金井 確かにそこはとても大事なポイントだと思います。何らかのシステムが導入された時に,それが方法ではなくて目的に取りかわってしまい,それをやらなければと先走ってしまうことはとかくありがちです。そうではなく,あくまでも一方法であるという前提を,医療に携わる全員が認識して,そして日本文化に合ったように使いこなすことが大事ですね。また,都会と地方というように地域によっても違うかもしれませんし,日本全国全部同じでなければならないとなると逆に怖いですね。

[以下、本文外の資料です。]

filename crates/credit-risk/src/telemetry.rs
use crate::config::TelemetryConfig;
use std::fmt;
use tracing_subscriber::filter::ParseError;
use tracing_subscriber::EnvFilter;

/// Where log lines go. CLI reports and CSV exports own stdout, so they log to stderr.
#[derive(Debug, Clone, Copy, PartialEq, Eq)]
pub enum LogSink {
    Stdout,
    Stderr,
}

#[derive(Debug)]
pub enum TelemetryError {
    EnvFilter { value: String, source: ParseError },
    Subscriber(Box<dyn std::error::Error + Send + Sync>),
}

impl fmt::Display for TelemetryError {
    fn fmt(&self, f: &mut fmt::Formatter<'_>) -> fmt::Result {
        match self {
            TelemetryError::EnvFilter { value, .. } => {
                write!(f, "invalid log filter '{}' (APP_LOG_LEVEL or RUST_LOG)", value)
            }
            TelemetryError::Subscriber(err) => write!(f, "unable to install subscriber: {err}"),
        }
    }
}

impl std::error::Error for TelemetryError {
    fn source(&self) -> Option<&(dyn std::error::Error + 'static)> {
        match self {
            TelemetryError::EnvFilter { source, .. } => Some(source),
            TelemetryError::Subscriber(err) => Some(&**err),
        }
    }
}

pub fn init(config: &TelemetryConfig, sink: LogSink) -> Result<(), TelemetryError> {
    let env_filter = build_filter(config)?;
    let builder = tracing_subscriber::fmt()
        .with_env_filter(env_filter)
        .with_target(false)
        .compact()
        .with_ansi(false);

    match sink {
        LogSink::Stdout => builder.try_init(),
        LogSink::Stderr => builder.with_writer(std::io::stderr).try_init(),
    }
    .map_err(TelemetryError::Subscriber)
}

fn build_filter(config: &TelemetryConfig) -> Result<EnvFilter, TelemetryError> {
    match EnvFilter::try_from_default_env() {
        Ok(filter) => Ok(filter),
        Err(_) => EnvFilter::try_new(&config.log_level).map_err(|source| {
            TelemetryError::EnvFilter {
                value: config.log_level.clone(),
                source,
            }
        }),
    }
}
use std::ops::RangeInclusive;

use serde::{Deserialize, Serialize};

use super::binning::{bin_features, BinningError};
use super::domain::{columns, ApplicantRecord, ApplicantSubmission};

pub const AGE_RANGE: RangeInclusive<i64> = 18..=100;
pub const JOB_RANGE: RangeInclusive<i64> = 0..=3;
pub const CREDIT_AMOUNT_RANGE: RangeInclusive<i64> = 0..=50_000;
pub const DURATION_RANGE: RangeInclusive<i64> = 1..=100;

/// Validation errors raised while turning a form submission into a record.
#[derive(Debug, Clone, PartialEq, thiserror::Error)]
pub enum IntakeViolation {
    #[error("{field} must be between {min} and {max} (found {found})")]
    OutOfRange {
        field: &'static str,
        min: i64,
        max: i64,
        found: i64,
    },
    #[error("{field} does not accept '{value}'")]
    UnknownOption { field: &'static str, value: String },
    #[error(transparent)]
    Binning(#[from] BinningError),
}

impl IntakeViolation {
    pub fn field(&self) -> &'static str {
        match self {
            IntakeViolation::OutOfRange { field, .. }
            | IntakeViolation::UnknownOption { field, .. } => field,
            IntakeViolation::Binning(BinningError::OutOfRange { field, .. }) => field,
        }
    }
}

/// JSON shape for rejected submissions.
#[derive(Debug, Clone, Serialize)]
pub struct IntakeViolationView {
    pub error: String,
    pub field: &'static str,
}

impl From<&IntakeViolation> for IntakeViolationView {
    fn from(violation: &IntakeViolation) -> Self {
        Self {
            error: violation.to_string(),
            field: violation.field(),
        }
    }
}

/// Submission as it arrives over HTTP. Option fields stay free text until
/// intake parses them, so an unknown label is reported against its field.
#[derive(Debug, Clone, PartialEq, Eq, Serialize, Deserialize)]
pub struct SubmissionPayload {
    pub age: i64,
    pub sex: String,
    pub job: i64,
    pub housing: String,
    pub saving_accounts: String,
    pub checking_account: String,
    pub credit_amount: i64,
    pub duration: i64,
    pub purpose: String,
}

impl From<&ApplicantSubmission> for SubmissionPayload {
    fn from(submission: &ApplicantSubmission) -> Self {
        Self {
            age: submission.age,
            sex: submission.sex.label().to_string(),
            job: submission.job,
            housing: submission.housing.label().to_string(),
            saving_accounts: submission.saving_accounts.label().to_string(),
            checking_account: submission.checking_account.label().to_string(),
            credit_amount: submission.credit_amount,
            duration: submission.duration,
            purpose: submission.purpose.label().to_string(),
        }
    }
}

impl TryFrom<SubmissionPayload> for ApplicantSubmission {
    type Error = IntakeViolation;

    fn try_from(payload: SubmissionPayload) -> Result<Self, Self::Error> {
        Ok(Self {
            age: payload.age,
            sex: payload.sex.parse()?,
            job: payload.job,
            housing: payload.housing.parse()?,
            saving_accounts: payload.saving_accounts.parse()?,
            checking_account: payload.checking_account.parse()?,
            credit_amount: payload.credit_amount,
            duration: payload.duration,
            purpose: payload.purpose.parse()?,
        })
    }
}

fn within(
    field: &'static str,
    range: &RangeInclusive<i64>,
    found: i64,
) -> Result<i64, IntakeViolation> {
    if range.contains(&found) {
        Ok(found)
    } else {
        Err(IntakeViolation::OutOfRange {
            field,
            min: *range.start(),
            max: *range.end(),
            found,
        })
    }
}

impl ApplicantRecord {
    /// Validates ranges, derives the bins and assembles the immutable record.
    pub fn from_submission(submission: &ApplicantSubmission) -> Result<Self, IntakeViolation> {
        let age = within(columns::AGE, &AGE_RANGE, submission.age)?;
        let job = within(columns::JOB, &JOB_RANGE, submission.job)?;
        let credit_amount = within(
            columns::CREDIT_AMOUNT,
            &CREDIT_AMOUNT_RANGE,
            submission.credit_amount,
        )?;
        let duration = within(columns::DURATION, &DURATION_RANGE, submission.duration)?;

        let bins = bin_features(age as f64, credit_amount as f64, duration as f64)?;

        Ok(ApplicantRecord::assemble(
            age as u8,
            submission.sex,
            job as u8,
            submission.housing,
            submission.saving_accounts,
            submission.checking_account,
            credit_amount as u32,
            duration as u8,
            submission.purpose,
            bins,
        ))
    }
}

impl TryFrom<ApplicantSubmission> for ApplicantRecord {
    type Error = IntakeViolation;

    fn try_from(submission: ApplicantSubmission) -> Result<Self, Self::Error> {
        ApplicantRecord::from_submission(&submission)
    }
}
use std::env;
use std::fmt;
use std::net::{IpAddr, SocketAddr};
use std::path::PathBuf;

use crate::scoring::model::DEFAULT_ARTIFACT_PATH;

/// Distinguishes runtime behavior for different stages of the service.
#[derive(Debug, Clone, Copy, PartialEq, Eq)]
pub enum AppEnvironment {
    Development,
    Test,
    Production,
}

impl AppEnvironment {
    fn from_str(value: &str) -> Self {
        match value.trim().to_ascii_lowercase().as_str() {
            "prod" | "production" => Self::Production,
            "test" | "ci" => Self::Test,
            _ => Self::Development,
        }
    }
}

/// Top-level configuration for the dashboard service.
#[derive(Debug, Clone)]
pub struct AppConfig {
    pub environment: AppEnvironment,
    pub server: ServerConfig,
    pub telemetry: TelemetryConfig,
    pub model: ModelConfig,
}

impl AppConfig {
    pub fn load() -> Result<Self, ConfigError> {
        dotenvy::dotenv().ok();

        let environment = AppEnvironment::from_str(
            &env::var("APP_ENV").unwrap_or_else(|_| "development".to_string()),
        );

        let host = env::var("APP_HOST").unwrap_or_else(|_| "127.0.0.1".to_string());
        let port = env::var("APP_PORT")
            .unwrap_or_else(|_| "3000".to_string())
            .parse::<u16>()
            .map_err(|_| ConfigError::InvalidPort)?;

        let log_level = env::var("APP_LOG_LEVEL").unwrap_or_else(|_| "info".to_string());

        let artifact_path = match env::var("APP_MODEL_PATH") {
            Ok(raw) if raw.trim().is_empty() => return Err(ConfigError::EmptyModelPath),
            Ok(raw) => PathBuf::from(raw.trim()),
            Err(_) => PathBuf::from(DEFAULT_ARTIFACT_PATH),
        };

        Ok(Self {
            environment,
            server: ServerConfig { host, port },
            telemetry: TelemetryConfig { log_level },
            model: ModelConfig { artifact_path },
        })
    }
}

/// Settings controlling the HTTP server binding.
#[derive(Debug, Clone)]
pub struct ServerConfig {
    pub host: String,
    pub port: u16,
}

impl ServerConfig {
    pub fn socket_addr(&self) -> Result<SocketAddr, ConfigError> {
        if self.host.eq_ignore_ascii_case("localhost") {
            return Ok(SocketAddr::new(IpAddr::from([127, 0, 0, 1]), self.port));
        }

        let ip: IpAddr = self
            .host
            .parse()
            .map_err(|source| ConfigError::InvalidHost { source })?;

        Ok(SocketAddr::new(ip, self.port))
    }
}

/// Tracing controls.
#[derive(Debug, Clone)]
pub struct TelemetryConfig {
    pub log_level: String,
}

/// Location of the serialized scoring pipeline loaded once at startup.
#[derive(Debug, Clone)]
pub struct ModelConfig {
    pub artifact_path: PathBuf,
}

#[derive(Debug)]
pub enum ConfigError {
    InvalidPort,
    InvalidHost { source: std::net::AddrParseError },
    EmptyModelPath,
}

impl fmt::Display for ConfigError {
    fn fmt(&self, f: &mut fmt::Formatter<'_>) -> fmt::Result {
        match self {
            ConfigError::InvalidPort => write!(f, "APP_PORT must be a valid u16"),
            ConfigError::InvalidHost { .. } => {
                write!(f, "APP_HOST must parse to an IPv4 or IPv6 address")
            }
            ConfigError::EmptyModelPath => write!(f, "APP_MODEL_PATH must not be empty"),
        }
    }
}

impl std::error::Error for ConfigError {
    fn source(&self) -> Option<&(dyn std::error::Error + 'static)> {
        match self {
            ConfigError::InvalidPort | ConfigError::EmptyModelPath => None,
            ConfigError::InvalidHost { source } => Some(source),
        }
    }
}
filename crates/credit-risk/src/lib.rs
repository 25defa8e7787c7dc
pub mod config;
pub mod error;
pub mod scoring;
pub mod telemetry;
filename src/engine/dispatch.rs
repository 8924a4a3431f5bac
//! Cross-thread dispatch onto an engine loop.
//!
//! Any thread may queue a closure for the engine loop through an
//! [`EngineHandle`]. Closures run one at a time on the loop thread, in the
//! order they were queued, each exactly once. Closures queued before the loop
//! starts wait in the mailbox until it does.

use std::net::IpAddr;
use std::sync::Arc;

use once_cell::sync::Lazy;
use parking_lot::Mutex;
use tokio::sync::mpsc;

use super::Engine;

pub(crate) type EngineTask = Box<dyn FnOnce(&mut Engine) + Send>;

type DefaultTask = Box<dyn FnOnce() + Send>;

/// Name of the thread running [`dispatch_default`] closures.
pub const DEFAULT_LOOP_THREAD: &str = "tunnelgate-default";

struct Shared {
    /// `None` once the loop has exited.
    sender: Mutex<Option<mpsc::UnboundedSender<EngineTask>>>,
}

/// Cloneable, thread-safe handle to an engine loop.
#[derive(Clone)]
pub struct EngineHandle {
    shared: Arc<Shared>,
}

impl EngineHandle {
    pub(crate) fn new() -> (Self, mpsc::UnboundedReceiver<EngineTask>) {
        let (tx, rx) = mpsc::unbounded_channel();
        let handle = Self {
            shared: Arc::new(Shared {
                sender: Mutex::new(Some(tx)),
            }),
        };
        (handle, rx)
    }

    /// Run `f` on the engine loop. Returns `false` if the loop is gone, in
    /// which case `f` is dropped without running.
    pub fn dispatch<F>(&self, f: F) -> bool
    where
        F: FnOnce(&mut Engine) + Send + 'static,
    {
        let sender = self.shared.sender.lock();
        let Some(tx) = sender.as_ref() else {
            tracing::error!("Engine loop has stopped, dropping dispatched call");
            return false;
        };
        if tx.send(Box::new(f)).is_err() {
            tracing::error!("Engine mailbox closed, dropping dispatched call");
            return false;
        }
        true
    }

    /// Shut the engine down and end its loop.
    pub fn stop(&self) -> bool {
        self.dispatch(Engine::shutdown)
    }

    /// Whether the loop still accepts calls.
    pub fn is_open(&self) -> bool {
        self.shared
            .sender
            .lock()
            .as_ref()
            .is_some_and(|tx| !tx.is_closed())
    }

    /// Resolve `dest` and exclude the resulting addresses from interception.
    pub async fn exclude_route(&self, dest: &str) -> bool {
        let mut addrs: Vec<IpAddr> = match tokio::net::lookup_host((dest, 0)).await {
            Ok(resolved) => resolved.map(|a| a.ip()).collect(),
            Err(e) => {
                tracing::warn!(dest, error = %e, "Failed to resolve route exclusion");
                return false;
            }
        };
        addrs.sort_unstable();
        addrs.dedup();

        let dest = dest.to_string();
        self.dispatch(move |engine| engine.exclude_resolved(&dest, &addrs))
    }

    pub(crate) fn close(&self) {
        self.shared.sender.lock().take();
    }
}

impl std::fmt::Debug for EngineHandle {
    fn fmt(&self, f: &mut std::fmt::Formatter<'_>) -> std::fmt::Result {
        f.debug_struct("EngineHandle").field("open", &self.is_open()).finish()
    }
}

static DEFAULT_LOOP: Lazy<Mutex<Option<mpsc::UnboundedSender<DefaultTask>>>> = Lazy::new(|| Mutex::new(None));

/// Run `f` on the process-wide default loop, starting it on first use.
/// Returns `false` if the loop could not be started.
pub fn dispatch_default<F>(f: F) -> bool
where
    F: FnOnce() + Send + 'static,
{
    let mut sender = DEFAULT_LOOP.lock();
    if sender.as_ref().map_or(true, |tx| tx.is_closed()) {
        match start_default_loop() {
            Ok(tx) => *sender = Some(tx),
            Err(e) => {
                tracing::error!(error = %e, "Failed to start default loop");
                return false;
            }
        }
    }
    sender.as_ref().is_some_and(|tx| tx.send(Box::new(f)).is_ok())
}

fn start_default_loop() -> std::io::Result<mpsc::UnboundedSender<DefaultTask>> {
    let (tx, mut rx) = mpsc::unbounded_channel::<DefaultTask>();
    let runtime = tokio::runtime::Builder::new_current_thread().enable_all().build()?;

    std::thread::Builder::new()
        .name(DEFAULT_LOOP_THREAD.to_string())
        .spawn(move || {
            runtime.block_on(async move {
                while let Some(task) = rx.recv().await {
                    task();
                }
            });
        })?;

    tracing::debug!("Started default loop");
    Ok(tx)
}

笹鹿 それはとても怖い発想だと思います。みんなを型にはめて,それが医療だとはしたくないですね。対象である患者さんが何を感じ,何を考えているのかをちゃんと感じ取れる医療者でありたいですね。

(おわり)

*「クリティカルパス」については,「看護学雑誌」(第60巻8号,1996年)の「特集 看護に活かす経済感覚:看護が病院を変えてゆく(東京都済生会中央病院山崎絆氏)」および,連載「世界のリーダーに聞く(8)カレン・ザンダー氏(インタビュアー阿部俊子氏)」にも詳しく紹介されている。また,「看護管理」(第7巻6号,1997年)に「特集 ケアの質の保証とクリティカルパス」が掲載されるので参考にしていただきたい。